Truly I think if all our wits were to issue out of one skull, they would fly east, west, north, south (11.111.21)

Coriolanus, however, does not fit in with his society. His valour places him above the plebeians, and his lack of politic sense places him outside to the circle of patricians. He cannot understand the concepts of expediency and respect necessary for the maintenance of a stable society by its authorities. He naively sees society in simplistic terms of good patricians, and bad plebeians.

In soothing them, we nourish 'gainst our senate
The cockle of rebellion, insolence, sedition,
Which we ourselves have plough'd for, sow'd, and scattered. (111.1.68)

In his intense egocentricity he thinks he is right and everybody else is wrong.

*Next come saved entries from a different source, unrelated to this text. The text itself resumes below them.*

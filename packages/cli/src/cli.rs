//! Command-line arguments

use clap::Parser;
use guacamole_import_core::ImportSettings;
use std::path::PathBuf;

/// Import connections from a CSV file into Apache Guacamole
#[derive(Parser, Debug)]
#[command(name = "guac-import")]
#[command(author, version, about, long_about = None)]
pub struct Cli {
    /// CSV file with columns site,device_name,hostname,protocol,port,username,password
    pub csv_file: PathBuf,

    /// Base URL of the Guacamole API (e.g. http://localhost:8080/guacamole/api)
    #[arg(short = 'u', long = "url", env = "GUACAMOLE_API_URL")]
    pub api_url: Option<String>,

    /// Guacamole admin username
    #[arg(short = 'n', long, env = "GUACAMOLE_USERNAME")]
    pub username: Option<String>,

    /// Guacamole admin password
    #[arg(short, long, env = "GUACAMOLE_PASSWORD", hide_env_values = true)]
    pub password: Option<String>,

    /// Group chain every imported site is placed under
    #[arg(short = 'g', long, env = "GUACAMOLE_PARENT_GROUP")]
    pub parent_group: Option<String>,

    /// Data source to import into instead of the one returned at login
    #[arg(long, env = "GUACAMOLE_DATA_SOURCE")]
    pub data_source: Option<String>,

    /// Name the root group is addressed by in site paths
    #[arg(long)]
    pub root_name: Option<String>,

    /// JSON settings file (defaults to ~/.guacamole-import/config.json)
    #[arg(short, long)]
    pub config: Option<PathBuf>,

    /// HTTP request timeout in seconds
    #[arg(long)]
    pub timeout: Option<u64>,

    /// Print the resulting hierarchy after the import
    #[arg(long)]
    pub print_tree: bool,

    /// Enable debug logging
    #[arg(short, long)]
    pub verbose: bool,
}

impl Cli {
    /// Settings given on the command line or through the environment
    pub fn settings(&self) -> ImportSettings {
        ImportSettings {
            api_url: self.api_url.clone(),
            username: self.username.clone(),
            password: self.password.clone(),
            data_source: self.data_source.clone(),
            parent_group: self.parent_group.clone(),
            root_name: self.root_name.clone(),
            timeout_secs: self.timeout,
            ..Default::default()
        }
    }
}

On the appointment of tribunes he criticises the decision of the patricians, and does so in ominous terms which show the price he is prepared to pay for his principles:

'Sdeath, the rabble should have first unroof'd the city
Ere so prevailed with me. (1.1.216)

His position in society is insecure because he has no social matrix to give him support or restraint. He is an odd man out, and as such his relationship to society depends entirely upon his own character and behaviour.

His character is such that it takes him to the two extremes of status in society, particularly in the eyes of the plebeians. The play opens with the plebeians determined to murder him:

First you know Caius Martius is chief enemy to the people . . .

Let us kill him and we'll have corn at our own price

No more talking on't, let it be done. (1.1.6)

Yet later they are prepared to elect him consul, and later still they are for killing him again. Bearing in mind that these threats are by no means idle, we see that his position is extremely precarious; one calculated shove will topple him for good. The shove comes from the tribunes, who recognise his fatal flaw and use it as a lever to manipulate him. Coriolanus must take his share of the blame in this for allowing himself to be so easily manipulated.

Coriolanus's flaw is his pride, his insistence on voicing his opinions regardless of the consequences, and the narrow-mindedness which makes him immune to change. He firmly believes that the duty of every Roman male is to achieve valour, and valour is the only virtue he recognises.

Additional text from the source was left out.